Plus, payday loans pack a punch in Texas
While Buy Now, Pay Later services — like AfterPay and Klarna — may seem convenient, they can wind up being pretty costly.
In fact, Fintech Business Weekly notes that AfterPay is making some pretty big money on late fees. According to the company’s reporting, in the second half of 2021:
Late fees increase 124% YoY, accounting for 12% of revenue vs. 8% in the comparable prior period
This is probably why consumer groups have been warning people to proceed with caution when it comes to Buy Now, Pay Later.
Groups like Consumer Federation of America (CFA) and National Consumer Law Center (NCLC) have said the products are largely unregulated and present potential harms to consumers:
“BNPL products have largely evaded oversight by federal and state regulators,” the groups stated. “Although these products could have a place in meeting consumer needs if they operate as promised, they pose a risk to consumers and should be covered by basic consumer protections.”
U.S. PIRG also noted:
Our findings, based on a review of complaints to the Consumer Financial Protection Bureau (CFPB) and the Better Business Bureau (BBB), show that hidden fees, interest and debt collection problems can harm consumers. We also find that consumers also face problems with customer service.
Additionally, a recent survey showed that more than 20% of consumers who use BNPL later regret the decision.
Payday Loans Charge Big Interest Rates in Texas
Payday loans are a bad deal for borrowers but big money for the unscrupulous legalized loan sharks who make them.

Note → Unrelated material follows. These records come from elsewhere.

//! Core entity types
//!
//! The workspace is a single-rooted tree:
//! - `Workspace` owns `Project`s
//! - `Project` owns `Phase`s and its team roster
//! - `Phase` owns `Task`s
//!
//! Users are referenced by id from task assignees and notifications (weak
//! references). Nested sequences are persistent vectors, so cloning a tree is
//! cheap and an update copies only the path it touches.

use crate::ids::{NotificationId, PhaseId, ProjectId, TaskId, UserId, WorkspaceId};
use chrono::{DateTime, Utc};
use im::Vector;
use serde::{Deserialize, Serialize};

/// Team member role
#[derive(Debug, Clone, Copy, PartialEq, Eq, Hash, Serialize, Deserialize)]
pub enum Role {
    /// Receives completion notifications for the project
    #[serde(rename = "Project Owner")]
    ProjectOwner,
    /// Leads a team
    #[serde(rename = "Team Leader")]
    TeamLeader,
    /// Regular contributor
    #[serde(rename = "Member")]
    Member,
    /// Read-only access
    #[serde(rename = "View-Only")]
    ViewOnly,
}

impl Role {
    /// Every role, in display order
    pub const ALL: [Role; 4] = [
        Role::ProjectOwner,
        Role::TeamLeader,
        Role::Member,
        Role::ViewOnly,
    ];

    /// Human-readable label
    #[inline]
    #[must_use]
    pub fn label(&self) -> &'static str {
        match self {
            Role::ProjectOwner => "Project Owner",
            Role::TeamLeader => "Team Leader",
            Role::Member => "Member",
            Role::ViewOnly => "View-Only",
        }
    }
}

impl std::fmt::Display for Role {
    fn fmt(&self, f: &mut std::fmt::Formatter<'_>) -> std::fmt::Result {
        f.write_str(self.label())
    }
}

/// Task lifecycle status (exactly four states)
#[derive(Debug, Clone, Copy, PartialEq, Eq, Hash, Serialize, Deserialize)]
pub enum TaskStatus {
    /// Not started
    #[serde(rename = "To Do")]
    ToDo,
    /// Being worked on
    #[serde(rename = "In Progress")]
    InProgress,
    /// Completed
    #[serde(rename = "Done")]
    Done,
    /// Waiting on something external
    #[serde(rename = "Blocked")]
    Blocked,
}

impl TaskStatus {
    /// Every status, in board order
    pub const ALL: [TaskStatus; 4] = [
        TaskStatus::ToDo,
        TaskStatus::InProgress,
        TaskStatus::Done,
        TaskStatus::Blocked,
    ];

    /// Human-readable label
    #[inline]
    #[must_use]
    pub fn label(&self) -> &'static str {
        match self {
            TaskStatus::ToDo => "To Do",
            TaskStatus::InProgress => "In Progress",
            TaskStatus::Done => "Done",
            TaskStatus::Blocked => "Blocked",
        }
    }

    /// Whether the task counts as completed
    #[inline]
    #[must_use]
    pub fn is_done(&self) -> bool {
        matches!(self, TaskStatus::Done)
    }
}

impl std::fmt::Display for TaskStatus {
    fn fmt(&self, f: &mut std::fmt::Formatter<'_>) -> std::fmt::Result {
        f.write_str(self.label())
    }
}

/// Error parsing a status label
#[derive(Debug, Clone, PartialEq, Eq, thiserror::Error)]
#[error("unknown task status: {0}")]
pub struct UnknownStatus(pub String);

impl std::str::FromStr for TaskStatus {
    type Err = UnknownStatus;

    /// Accepts the display label or a compact form (`todo`, `in-progress`, `done`, `blocked`)
    fn from_str(s: &str) -> Result<Self, Self::Err> {
        let normalized: String = s
            .chars()
            .filter(|c| c.is_ascii_alphanumeric())
            .map(|c| c.to_ascii_lowercase())
            .collect();
        match normalized.as_str() {
            "todo" => Ok(TaskStatus::ToDo),
            "inprogress" => Ok(TaskStatus::InProgress),
            "done" => Ok(TaskStatus::Done),
            "blocked" => Ok(TaskStatus::Blocked),
            _ => Err(UnknownStatus(s.to_string())),
        }
    }
}

/// Team member
#[derive(Debug, Clone, PartialEq, Eq, Serialize, Deserialize)]
pub struct User {
    /// User identifier
    pub id: UserId,
    /// Display name
    pub name: String,
    /// Avatar URL or reference
    pub avatar: String,
    /// Role on the team
    pub role: Role,
}

impl User {
    /// Create new user
    #[inline]
    #[must_use]
    pub fn new(id: impl Into<UserId>, name: impl Into<String>, role: Role) -> Self {
        Self {
            id: id.into(),
            name: name.into(),
            avatar: String::new(),
            role,
        }
    }

    /// With avatar reference
    #[inline]
    #[must_use]
    pub fn with_avatar(mut self, avatar: impl Into<String>) -> Self {
        self.avatar = avatar.into();
        self
    }
}

/// Unit of work inside a phase
#[derive(Debug, Clone, PartialEq, Eq, Serialize, Deserialize)]
#[serde(rename_all = "camelCase")]
pub struct Task {
    /// Task identifier
    pub id: TaskId,
    /// Short title
    pub title: String,
    /// Longer description
    pub description: String,
    /// Current status
    pub status: TaskStatus,
    /// Assigned user (weak reference)
    pub assignee_id: Option<UserId>,
    /// Scheduled start
    pub start_date: DateTime<Utc>,
    /// Due date
    pub due_date: DateTime<Utc>,
    /// Planned duration in days
    pub duration_days: u32,
    /// Ids of tasks this one depends on (stored, never validated)
    #[serde(default)]
    pub dependencies: Vec<TaskId>,
}

impl Task {
    /// Create a to-do task spanning a single instant
    #[must_use]
    pub fn new(id: impl Into<TaskId>, title: impl Into<String>, at: DateTime<Utc>) -> Self {
        Self {
            id: id.into(),
            title: title.into(),
            description: String::new(),
            status: TaskStatus::ToDo,
            assignee_id: None,
            start_date: at,
            due_date: at,
            duration_days: 1,
            dependencies: Vec::new(),
        }
    }

    /// With description
    #[inline]
    #[must_use]
    pub fn with_description(mut self, description: impl Into<String>) -> Self {
        self.description = description.into();
        self
    }

    /// With status
    #[inline]
    #[must_use]
    pub fn with_status(mut self, status: TaskStatus) -> Self {
        self.status = status;
        self
    }

    /// Assign to a user
    #[inline]
    #[must_use]
    pub fn assigned_to(mut self, user: impl Into<UserId>) -> Self {
        self.assignee_id = Some(user.into());
        self
    }

    /// With schedule
    #[inline]
    #[must_use]
    pub fn scheduled(mut self, start: DateTime<Utc>, due: DateTime<Utc>, duration_days: u32) -> Self {
        self.start_date = start;
        self.due_date = due;
        self.duration_days = duration_days;
        self
    }

    /// With due date only
    #[inline]
    #[must_use]
    pub fn due(mut self, due: DateTime<Utc>) -> Self {
        self.due_date = due;
        self
    }

    /// With dependency
    #[inline]
    #[must_use]
    pub fn depends_on(mut self, task_id: impl Into<TaskId>) -> Self {
        self.dependencies.push(task_id.into());
        self
    }

    /// Whether the task is assigned to `user`
    #[inline]
    #[must_use]
    pub fn is_assigned_to(&self, user: &UserId) -> bool {
        self.assignee_id.as_ref() == Some(user)
    }
}

/// Ordered grouping of tasks within a project
#[derive(Debug, Clone, PartialEq, Eq, Serialize, Deserialize)]
pub struct Phase {
    /// Phase identifier
    pub id: PhaseId,
    /// Phase title
    pub title: String,
    /// Tasks in order
    pub tasks: Vector<Task>,
}

impl Phase {
    /// Create empty phase
    #[inline]
    #[must_use]
    pub fn new(id: impl Into<PhaseId>, title: impl Into<String>) -> Self {
        Self {
            id: id.into(),
            title: title.into(),
            tasks: Vector::new(),
        }
    }

    /// With task appended
    #[inline]
    #[must_use]
    pub fn with_task(mut self, task: Task) -> Self {
        self.tasks.push_back(task);
        self
    }

    /// Last task in the phase, if any
    #[inline]
    #[must_use]
    pub fn last_task(&self) -> Option<&Task> {
        self.tasks.last()
    }
}

/// Project: team plus phased work plan
#[derive(Debug, Clone, PartialEq, Eq, Serialize, Deserialize)]
#[serde(rename_all = "camelCase")]
pub struct Project {
    /// Project identifier
    pub id: ProjectId,
    /// Project title
    pub title: String,
    /// Description
    pub description: String,
    /// Planned start
    pub start_date: DateTime<Utc>,
    /// Planned end
    pub end_date: DateTime<Utc>,
    /// Team members, unique by id
    pub team: Vector<User>,
    /// Phases in order
    pub phases: Vector<Phase>,
}

impl Project {
    /// Create project without team or phases
    #[must_use]
    pub fn new(
        id: impl Into<ProjectId>,
        title: impl Into<String>,
        start_date: DateTime<Utc>,
        end_date: DateTime<Utc>,
    ) -> Self {
        Self {
            id: id.into(),
            title: title.into(),
            description: String::new(),
            start_date,
            end_date,
            team: Vector::new(),
            phases: Vector::new(),
        }
    }

    /// With description
    #[inline]
    #[must_use]
    pub fn with_description(mut self, description: impl Into<String>) -> Self {
        self.description = description.into();
        self
    }

    /// With team member; a user already on the team is ignored
    #[must_use]
    pub fn with_member(mut self, user: User) -> Self {
        if !self.team.iter().any(|u| u.id == user.id) {
            self.team.push_back(user);
        }
        self
    }

    /// With phase appended
    #[inline]
    #[must_use]
    pub fn with_phase(mut self, phase: Phase) -> Self {
        self.phases.push_back(phase);
        self
    }

    /// First team member holding the project-owner role
    #[inline]
    #[must_use]
    pub fn owner(&self) -> Option<&User> {
        self.team.iter().find(|u| u.role == Role::ProjectOwner)
    }
}

/// Root container of all projects for one tenant
#[derive(Debug, Clone, PartialEq, Eq, Serialize, Deserialize)]
pub struct Workspace {
    /// Workspace identifier
    pub id: WorkspaceId,
    /// Display name
    pub name: String,
    /// Projects in order
    pub projects: Vector<Project>,
}

impl Workspace {
    /// Create empty workspace
    #[inline]
    #[must_use]
    pub fn new(id: impl Into<WorkspaceId>, name: impl Into<String>) -> Self {
        Self {
            id: id.into(),
            name: name.into(),
            projects: Vector::new(),
        }
    }

    /// With project appended
    #[inline]
    #[must_use]
    pub fn with_project(mut self, project: Project) -> Self {
        self.projects.push_back(project);
        self
    }
}

/// Notification kinds known to the dashboard
#[derive(Debug, Clone, Copy, PartialEq, Eq, Hash, Serialize, Deserialize)]
pub enum NotificationType {
    /// A task is starting
    TaskStart,
    /// A deadline is close
    DeadlineSoon,
    /// A task is past due
    TaskOverdue,
    /// A task was marked done
    TaskCompleted,
    /// Every task in a phase is done
    PhaseCompleted,
    /// The timeline moved
    TimelineShift,
    /// Daily digest
    DailyPlan,
}

/// Message addressed to a single user
#[derive(Debug, Clone, PartialEq, Eq, Serialize, Deserialize)]
#[serde(rename_all = "camelCase")]
pub struct Notification {
    /// Notification identifier
    pub id: NotificationId,
    /// Kind
    #[serde(rename = "type")]
    pub kind: NotificationType,
    /// Rendered message
    pub message: String,
    /// Creation time
    pub timestamp: DateTime<Utc>,
    /// Read flag
    pub is_read: bool,
    /// Recipient (weak reference)
    pub user_id: UserId,
}

impl Notification {
    /// Create unread notification with a fresh id
    #[must_use]
    pub fn new(
        kind: NotificationType,
        message: impl Into<String>,
        user_id: impl Into<UserId>,
        timestamp: DateTime<Utc>,
    ) -> Self {
        Self {
            id: NotificationId::generate(),
            kind,
            message: message.into(),
            timestamp,
            is_read: false,
            user_id: user_id.into(),
        }
    }

    /// Completion notice sent to a project owner
    #[must_use]
    pub fn task_completed(
        actor_name: &str,
        task_title: &str,
        owner: impl Into<UserId>,
        timestamp: DateTime<Utc>,
    ) -> Self {
        Self::new(
            NotificationType::TaskCompleted,
            format!("{actor_name} completed the task: \"{task_title}\""),
            owner,
            timestamp,
        )
    }
}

The Dallas Morning News reports that Texas remains one of the worst states in the nation to get a payday loan — or, among the most profitable places to set up shop as a payday predator.

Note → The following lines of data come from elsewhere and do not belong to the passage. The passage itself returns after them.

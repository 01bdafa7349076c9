//! Storage error types
//!
//! Storage failures are never retried or swallowed; they propagate to the
//! caller of the operation that triggered them.

/// Persistence failure
#[derive(Debug, thiserror::Error)]
pub enum StorageError {
    /// Backing store cannot be reached
    #[error("storage unavailable: {0}")]
    Unavailable(String),

    /// Write would exceed the store quota
    #[error("quota exceeded writing {key}: needs {needed} bytes, limit {limit}")]
    QuotaExceeded {
        /// Record key
        key: String,
        /// Bytes the store would hold after the write
        needed: usize,
        /// Configured limit
        limit: usize,
    },

    /// Record exists but does not decode
    #[error("corrupt record {key}: {source}")]
    Corrupt {
        /// Record key
        key: String,
        /// Decode failure
        #[source]
        source: serde_json::Error,
    },

    /// Record could not be encoded
    #[error("cannot encode record {key}: {source}")]
    Encode {
        /// Record key
        key: String,
        /// Encode failure
        #[source]
        source: serde_json::Error,
    },

    /// Filesystem failure
    #[error("io error on {key}: {source}")]
    Io {
        /// Record key
        key: String,
        /// Underlying failure
        #[source]
        source: std::io::Error,
    },
}

impl StorageError {
    /// Wrap an io error for a record
    #[inline]
    pub fn io(key: impl Into<String>, source: std::io::Error) -> Self {
        Self::Io {
            key: key.into(),
            source,
        }
    }

    /// Whether the failure is about capacity rather than availability
    #[inline]
    #[must_use]
    pub fn is_quota(&self) -> bool {
        matches!(self, Self::QuotaExceeded { .. })
    }
}
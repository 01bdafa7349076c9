//! Typed actions accepted by the store

use devflow_model::{Notification, PhaseId, ProjectId, Task, TaskId, TaskStatus, User, UserId, Workspace};

/// A state transition request
#[derive(Debug, Clone, PartialEq)]
pub enum Action {
    /// Load persisted state; the only way out of the uninitialized state
    SetInitialState {
        /// Workspace tree
        workspace: Workspace,
        /// Notifications visible to the user
        notifications: Vec<Notification>,
        /// Logged-in user
        current_user: User,
    },

    /// Append tasks to a phase
    AddTasks {
        /// Project id
        project_id: ProjectId,
        /// Phase id
        phase_id: PhaseId,
        /// Tasks, appended in order
        tasks: Vec<Task>,
    },

    /// Overwrite a task's status
    UpdateTaskStatus {
        /// Project id
        project_id: ProjectId,
        /// Phase id
        phase_id: PhaseId,
        /// Task id
        task_id: TaskId,
        /// New status
        status: TaskStatus,
        /// Task title as the actor saw it
        task_title: String,
        /// User performing the change
        actor: User,
    },

    /// Prepend a notification (newest first)
    AddNotification(Notification),

    /// Mark notifications read on behalf of a user
    MarkNotificationsRead {
        /// User acknowledging their notifications
        user_id: UserId,
    },

    /// End the session; workspace and notifications stay loaded
    Logout,
}

impl Action {
    /// Short name for logs
    #[must_use]
    pub fn name(&self) -> &'static str {
        match self {
            Action::SetInitialState { .. } => "set_initial_state",
            Action::AddTasks { .. } => "add_tasks",
            Action::UpdateTaskStatus { .. } => "update_task_status",
            Action::AddNotification(_) => "add_notification",
            Action::MarkNotificationsRead { .. } => "mark_notifications_read",
            Action::Logout => "logout",
        }
    }

    /// Status-change action
    #[must_use]
    pub fn update_task_status(
        project_id: impl Into<ProjectId>,
        phase_id: impl Into<PhaseId>,
        task: &Task,
        status: TaskStatus,
        actor: &User,
    ) -> Self {
        Action::UpdateTaskStatus {
            project_id: project_id.into(),
            phase_id: phase_id.into(),
            task_id: task.id.clone(),
            status,
            task_title: task.title.clone(),
            actor: actor.clone(),
        }
    }
}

The average consumer in Texas who took out a payday loan was required to pay 527% of the loan amount in the fees and interest over a four-month installment plan. The only states with higher average rates were Utah, Nevada and Idaho.
Washington, D.C., and 16 states have already enacted caps on loan rates charged by payday lenders.
Meanwhile, if you want to borrow $500 from a payday lender in Texas, you need to be ready to pay back $1145.